Exposition Jean Desmier / 2012
Jean Desmier « Le Corps du Dessin »
Jean Desmier investit l’espace du Centre d’Art de ses œuvres étonnantes qui nous plongent dans un bain de couleurs. Ne dîtes surtout pas que ce n’est que du noir et blanc. Au contraire ! Jean Desmier travaille dur pour faire reconnaître le noir et blanc comme couleurs. Car, ce ne sont pas le noir et le blanc qui l’intéressent en tant que tels mais leurs variations, leurs profondeurs, bref, leur lumière. Et la lumière comme chacun sait, contient en elle-même toutes les couleurs du monde.
Pour ce faire, il cherche à évacuer l’anecdotique, le motif et surtout la perspective. Débarrassé de ces structures qui limitent la pensée et la réception, Jean Desmier peut jouer sur les variantes, sur les profondeurs, pour appréhender « Le corps du dessin », titre de son exposition.
Il est un moment, dit-il, où il faut abandonner le sujet en tant que tel car il cantonne au sentiment. Il faut aller vers une forme prétexte, qui n’encombre pas l’esprit et va permettre à la main de travailler sur la lumière. Ce qui est important n’est pas ce que l’on représente mais comment on le représente.
Nous sommes donc dans une démarche lente et voluptueuse où la matière du dessin se révèle.

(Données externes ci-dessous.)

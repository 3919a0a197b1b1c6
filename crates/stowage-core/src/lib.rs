//! stowage-core
//!
//! Backup orchestration and retention for hosted datasets and databases.
//!
//! # モジュール構成
//! - **domain**: ドメインモデル（target, retention, artifact 命名, job 状態, errors, events）
//! - **ports**: 抽象化レイヤー（ArtifactStore, Producer, Clock, IdGenerator, EventSink）
//! - **app**: アプリケーションロジック（scheduler, job, orchestrator, builder, filter）
//! - **impls**: 実装（WebDavStore, HubDatasetProducer, DumpProducer, InMemoryStore など）
//! - **config**: TOML 設定の読み込みと検証
//! - **observability**: tracing subscriber の初期化

pub mod app;
pub mod config;
pub mod domain;
pub mod impls;
pub mod observability;
pub mod ports;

Au rez-de-chaussée, quelques œuvres de la série des « Ports ». Il y a des motifs clé : le phare, le quai, le bateau, la vague ; il y a des mouvements, des femmes et des hommes, des histoires qui s’ébauchent. Il y a des fenêtres qui s’ouvrent sur des intérieurs. Il y a toutes les perspectives. Certains pourraient penser que nous avons la vision globale d’un enfant ou d’un drone. C’est un peu ça. Notre artiste veut retrouver cette fraîcheur des miniaturistes du Moyen-Age qui ne connaissaient pas les règles de la perspective mais qui inventaient sans cesse de nouvelles idées. Ainsi, l’on voit tout, et de tous les côtés.

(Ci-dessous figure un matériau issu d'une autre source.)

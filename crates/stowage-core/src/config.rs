//! 設定ファイル（TOML）の読み込みと検証
//!
//! `BackupConfig` は TOML をそのまま写した形で、`targets()` / `store()` で
//! 検証済みの値に変換する。検証エラーは起動時に一度だけ返す。
//!
//! 同じ destination に置く target 同士は prefix が重ならないこと
//! （`alternate_prefixes` を含む）。`alternate_prefixes` は primary prefix より
//! 辞書順で前に来るものに限る（例: `sjg` に対して `sillytavern`）。
//!
//! ```toml
//! [store]
//! url = "https://dav.example.com/dav"
//! username = "me"
//! password = "secret"
//!
//! [defaults]
//! base_path = "/backup/"
//!
//! [[account]]
//! name = "alice"
//! datasets = ["alice/notes"]
//! ```

use std::collections::HashSet;
use std::num::NonZeroUsize;
use std::path::{Path, PathBuf};

use serde::Deserialize;

use crate::domain::retention::prefix_matches;
use crate::domain::{
    ArtifactSpec, ConfigError, DatabaseEngine, DatabaseSource, DatasetSource, RemotePath,
    RepoType, Source, SourceKind, Target, TargetName, DEFAULT_MAX_BACKUPS,
};
use crate::impls::hub_dataset::HubConfig;
use crate::impls::webdav::{DEFAULT_TIMEOUT_SECS, WebDavConfig};

pub const DEFAULT_CONFIG_PATH: &str = "stowage.toml";

#[derive(Debug, Clone, Default, Deserialize)]
pub struct BackupConfig {
    #[serde(default)]
    pub store: StoreSection,
    #[serde(default)]
    pub defaults: DefaultsSection,
    #[serde(default)]
    pub hub: HubConfig,
    #[serde(default, rename = "account")]
    pub accounts: Vec<AccountSection>,
    #[serde(default, rename = "project")]
    pub projects: Vec<ProjectSection>,
    #[serde(default, rename = "database")]
    pub databases: Vec<DatabaseSection>,
}

#[derive(Debug, Clone, Default, Deserialize)]
pub struct StoreSection {
    pub url: Option<String>,
    pub username: Option<String>,
    pub password: Option<String>,
    pub timeout_secs: Option<u64>,
}

#[derive(Debug, Clone, Default, Deserialize)]
pub struct DefaultsSection {
    pub base_path: Option<String>,
    pub max_backups: Option<usize>,
}

/// Dataset group: one target per dataset.
#[derive(Debug, Clone, Deserialize)]
pub struct AccountSection {
    pub name: String,
    pub token: Option<String>,
    #[serde(default)]
    pub datasets: Vec<String>,
    pub backup_path: Option<String>,
    pub max_backups: Option<usize>,
    pub repo_type: Option<RepoType>,
}

/// Dataset target with an optional secondary database.
#[derive(Debug, Clone, Deserialize)]
pub struct ProjectSection {
    pub name: String,
    pub token: Option<String>,
    pub backup_path: Option<String>,
    pub max_backups: Option<usize>,
    pub repo_type: Option<RepoType>,
    /// 旧名で書かれた artifact も同じ系列として数える。
    /// 削除順は名前の辞書順なので、primary prefix より後ろに並ぶ prefix を
    /// 指定すると新しい upload の方が先に消える。
    #[serde(default)]
    pub alternate_prefixes: Vec<String>,
    pub database: Option<DatabaseSection>,
}

#[derive(Debug, Clone, Deserialize)]
pub struct DatabaseSection {
    pub name: String,
    #[serde(rename = "type")]
    pub engine: DatabaseEngine,
    pub user: Option<String>,
    pub password: Option<String>,
    pub host: Option<String>,
    pub port: Option<u16>,
    pub file: Option<PathBuf>,
    pub custom_cmd: Option<String>,
    pub ssl_mode: Option<String>,
    pub backup_path: Option<String>,
    pub max_backups: Option<usize>,
    /// 旧名で書かれた artifact も同じ系列として数える。
    /// 削除順は名前の辞書順なので、primary prefix より後ろに並ぶ prefix を
    /// 指定すると新しい upload の方が先に消える。
    #[serde(default)]
    pub alternate_prefixes: Vec<String>,
}

impl BackupConfig {
    pub fn load(path: &Path) -> Result<Self, ConfigError> {
        let text = std::fs::read_to_string(path).map_err(|source| ConfigError::Read {
            path: path.to_path_buf(),
            source,
        })?;
        Self::parse(&text, path)
    }

    /// Parse TOML text; `origin` only labels errors.
    pub fn parse(text: &str, origin: &Path) -> Result<Self, ConfigError> {
        toml::from_str(text).map_err(|source| ConfigError::Parse {
            path: origin.to_path_buf(),
            source,
        })
    }

    pub fn store(&self) -> Result<WebDavConfig, ConfigError> {
        let required = |value: &Option<String>, field: &'static str| {
            value
                .as_ref()
                .filter(|v| !v.is_empty())
                .cloned()
                .ok_or_else(|| ConfigError::MissingField {
                    context: "[store]".to_string(),
                    field,
                })
        };
        Ok(WebDavConfig {
            url: required(&self.store.url, "url")?,
            username: required(&self.store.username, "username")?,
            password: required(&self.store.password, "password")?,
            timeout_secs: self.store.timeout_secs.unwrap_or(DEFAULT_TIMEOUT_SECS),
        })
    }

    /// Validated targets in file order: accounts, projects, databases.
    pub fn targets(&self) -> Result<Vec<Target>, ConfigError> {
        let base = self
            .defaults
            .base_path
            .as_deref()
            .filter(|p| !p.is_empty())
            .map(RemotePath::dir)
            .ok_or_else(|| ConfigError::MissingField {
                context: "[defaults]".to_string(),
                field: "base_path",
            })?;
        let default_max = match self.defaults.max_backups {
            Some(n) => max_backups(n, "[defaults]")?,
            None => DEFAULT_MAX_BACKUPS,
        };

        let mut targets = Vec::new();
        for account in &self.accounts {
            targets.extend(account_targets(account, &base, default_max)?);
        }
        for project in &self.projects {
            targets.push(project_target(project, &base, default_max)?);
        }
        for database in &self.databases {
            let context = format!("database `{}`", database.name);
            let spec = database_spec(
                database,
                TargetName::new(database.name.clone()),
                &base.child_dir(database.engine.as_str()),
                default_max,
                &context,
            )?;
            targets.push(Target {
                name: spec.name.clone(),
                group: Some(database.engine.as_str().to_string()),
                primary: spec,
                secondary: None,
            });
        }

        let mut seen = HashSet::new();
        for target in &targets {
            if !seen.insert(target.name.as_str()) {
                return Err(ConfigError::DuplicateTarget(target.name.to_string()));
            }
        }
        check_series(&targets)?;
        Ok(targets)
    }

    /// Every source kind the configured targets need a producer for.
    pub fn kinds(&self) -> Vec<SourceKind> {
        let mut kinds = Vec::new();
        if self.accounts.iter().any(|a| !a.datasets.is_empty()) || !self.projects.is_empty() {
            kinds.push(SourceKind::Dataset);
        }
        if !self.databases.is_empty() || self.projects.iter().any(|p| p.database.is_some()) {
            kinds.push(SourceKind::Database);
        }
        kinds
    }
}

/// 同じ destination の spec 同士で、片方の prefix がもう片方のファイル名を
/// 拾ってしまう組み合わせを拒否する（alternate prefix も含む）。
fn check_series(targets: &[Target]) -> Result<(), ConfigError> {
    let specs: Vec<&ArtifactSpec> = targets
        .iter()
        .flat_map(|t| std::iter::once(&t.primary).chain(t.secondary.as_ref()))
        .collect();
    for (i, first) in specs.iter().enumerate() {
        for second in specs[i + 1..].iter().filter(|s| s.destination == first.destination) {
            if let Some(prefix) = shared_prefix(first, second) {
                return Err(ConfigError::ConflictingSeries {
                    first: first.name.to_string(),
                    second: second.name.to_string(),
                    destination: first.destination.to_string(),
                    prefix: prefix.to_string(),
                });
            }
        }
    }
    Ok(())
}

fn shared_prefix<'a>(a: &'a ArtifactSpec, b: &'a ArtifactSpec) -> Option<&'a str> {
    let prefixes = |spec: &'a ArtifactSpec| {
        std::iter::once(spec.prefix.as_str()).chain(spec.alternate_prefixes.iter().map(String::as_str))
    };
    // `p` が `q` の系列のファイル名を拾うか
    let claims = |p: &str, q: &str| {
        [format!("{q}_00000000_000000"), format!("{q}_backup_00000000_000000")]
            .iter()
            .any(|name| prefix_matches(name, p))
    };
    prefixes(a).find_map(|p| {
        prefixes(b)
            .find(|q| claims(p, q) || claims(q, p))
            .map(|q| if p.len() <= q.len() { p } else { q })
    })
}

fn max_backups(value: usize, context: &str) -> Result<NonZeroUsize, ConfigError> {
    NonZeroUsize::new(value).ok_or_else(|| ConfigError::InvalidField {
        context: context.to_string(),
        field: "max_backups",
        reason: "must be at least 1".to_string(),
    })
}

fn resolve_max(
    value: Option<usize>,
    default: NonZeroUsize,
    context: &str,
) -> Result<NonZeroUsize, ConfigError> {
    value.map_or(Ok(default), |n| max_backups(n, context))
}

fn non_empty(value: &str, context: &str, field: &'static str) -> Result<(), ConfigError> {
    if value.trim().is_empty() {
        return Err(ConfigError::MissingField {
            context: context.to_string(),
            field,
        });
    }
    Ok(())
}

/// `owner/name` with both parts present.
fn dataset_name(value: &str, context: &str) -> Result<TargetName, ConfigError> {
    match value.split_once('/') {
        Some((owner, name)) if !owner.is_empty() && !name.is_empty() && !name.contains('/') => {
            Ok(TargetName::new(value))
        }
        _ => Err(ConfigError::InvalidField {
            context: context.to_string(),
            field: "name",
            reason: format!("`{value}` is not of the form owner/name"),
        }),
    }
}

fn account_targets(
    account: &AccountSection,
    base: &RemotePath,
    default_max: NonZeroUsize,
) -> Result<Vec<Target>, ConfigError> {
    let context = format!("account `{}`", account.name);
    non_empty(&account.name, &context, "name")?;
    let destination = account
        .backup_path
        .as_deref()
        .map_or_else(|| base.child_dir(&account.name), RemotePath::dir);
    let max = resolve_max(account.max_backups, default_max, &context)?;

    account
        .datasets
        .iter()
        .map(|dataset| -> Result<Target, ConfigError> {
            let name = dataset_name(dataset, &context)?;
            Ok(Target {
                group: Some(account.name.clone()),
                primary: ArtifactSpec {
                    name: name.clone(),
                    prefix: name.short_name().to_string(),
                    alternate_prefixes: Vec::new(),
                    source: Source::Dataset(DatasetSource {
                        repo: dataset.clone(),
                        token: account.token.clone(),
                        repo_type: account.repo_type,
                    }),
                    destination: destination.clone(),
                    max_backups: max,
                },
                secondary: None,
                name,
            })
        })
        .collect()
}

fn project_target(
    project: &ProjectSection,
    base: &RemotePath,
    default_max: NonZeroUsize,
) -> Result<Target, ConfigError> {
    let context = format!("project `{}`", project.name);
    let name = dataset_name(&project.name, &context)?;
    let destination = project
        .backup_path
        .as_deref()
        .map_or_else(|| base.child_dir(name.short_name()), RemotePath::dir);

    let secondary = project
        .database
        .as_ref()
        .map(|db| {
            database_spec(
                db,
                TargetName::new(format!("{}:{}", name, db.name)),
                &destination.child_dir("db"),
                default_max,
                &format!("{context} database `{}`", db.name),
            )
        })
        .transpose()?;

    Ok(Target {
        group: name.owner().map(str::to_string),
        primary: ArtifactSpec {
            name: name.clone(),
            prefix: name.short_name().to_string(),
            alternate_prefixes: project.alternate_prefixes.clone(),
            source: Source::Dataset(DatasetSource {
                repo: project.name.clone(),
                token: project.token.clone(),
                repo_type: project.repo_type,
            }),
            destination,
            max_backups: resolve_max(project.max_backups, default_max, &context)?,
        },
        secondary,
        name,
    })
}

fn database_spec(
    db: &DatabaseSection,
    name: TargetName,
    default_destination: &RemotePath,
    default_max: NonZeroUsize,
    context: &str,
) -> Result<ArtifactSpec, ConfigError> {
    non_empty(&db.name, context, "name")?;
    match db.engine {
        DatabaseEngine::Sqlite if db.file.is_none() => {
            return Err(ConfigError::MissingField {
                context: context.to_string(),
                field: "file",
            });
        }
        DatabaseEngine::Other if db.custom_cmd.as_deref().is_none_or(str::is_empty) => {
            return Err(ConfigError::MissingField {
                context: context.to_string(),
                field: "custom_cmd",
            });
        }
        DatabaseEngine::Mysql | DatabaseEngine::Postgresql => {
            if db.user.is_none() {
                return Err(ConfigError::MissingField {
                    context: context.to_string(),
                    field: "user",
                });
            }
            if db.host.is_none() {
                return Err(ConfigError::MissingField {
                    context: context.to_string(),
                    field: "host",
                });
            }
        }
        _ => {}
    }

    Ok(ArtifactSpec {
        name,
        prefix: db.name.clone(),
        alternate_prefixes: db.alternate_prefixes.clone(),
        source: Source::Database(DatabaseSource {
            engine: db.engine,
            name: db.name.clone(),
            user: db.user.clone(),
            password: db.password.clone(),
            host: db.host.clone(),
            port: db.port,
            file: db.file.clone(),
            custom_cmd: db.custom_cmd.clone(),
            ssl_mode: db.ssl_mode.clone(),
        }),
        destination: db
            .backup_path
            .as_deref()
            .map_or_else(|| default_destination.clone(), RemotePath::dir),
        max_backups: resolve_max(db.max_backups, default_max, context)?,
    })
}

Au premier étage, voici les déclinaisons de la femme devant sa coiffeuse et celles des fleurs dans leurs vases posés sur un guéridon. Ici, la valeur du motif s’efface pour devenir simple signe, qui permet à l’auteur de travailler la lumière et ses décompositions. D’où les nuances du noir, du gris, du blanc et ces lignes, ces stries, ces griffures qui se chevauchent ou s’écartent. Il les travaille à la main, avec des outils qu’il invente. Il ne met pas de blanc : c’est avec le noir qu’il travaille et il va gratter, chercher, éviter, effacer des zones pour faire émerger ce blanc. Et ce noir qui devient si profond, si dense, est atteint par des couches et des couches qui nous font toucher l’insondable. Ainsi l’artiste, fasciné par les possibilités du dessin, se livre-t-il à un corps à corps avec lui. Concentré et très lent, il cherche la lumière mais aussi son corollaire : l’ombre.
Il supprime la perspective cloisonnante, mais aussi la chronologie des actions. Nous le voyons dans les combles, dans les premières œuvres ouvertement érotiques au Centre d’Art de Montrelais. Là, exposées horizontalement sur des caissons, les scènes érotiques présentent, en vignettes sur les côtés, des épisodes qui peuvent être antérieurs, postérieurs ou simultanés à la scène centrale tout comme le faisaient les miniaturistes du Moyen-Âge avec la Passion du Christ ou les histoires de saints. On retrouve les positions et les visages des estampes japonaises, mais sans les kimonos.
Mais que voit-on parfois par la fenêtre de la chambre. Un port ! Et qu’y a-t-il comme éléments dans la chambre ? Une coiffeuse, un guéridon, des fleurs… On connaît cet univers : on en a vu des petits bouts ou des panoramiques à travers le parcours du Centre d’Art. Ce port et son invitation au voyage, ne serait-il pas aussi le symbole du plaisir de la vie ? Nous voilà dominant ces scènes de lit et de tapis, flottant au-dessus même du plafond.
Nous sommes dans la position de l’extase que vit le couple d’en bas.
Michel Amelin
Exposition ouverte les samedis et dimanches, du 1er septembre au 7 octobre 2012, de 15h à 18h.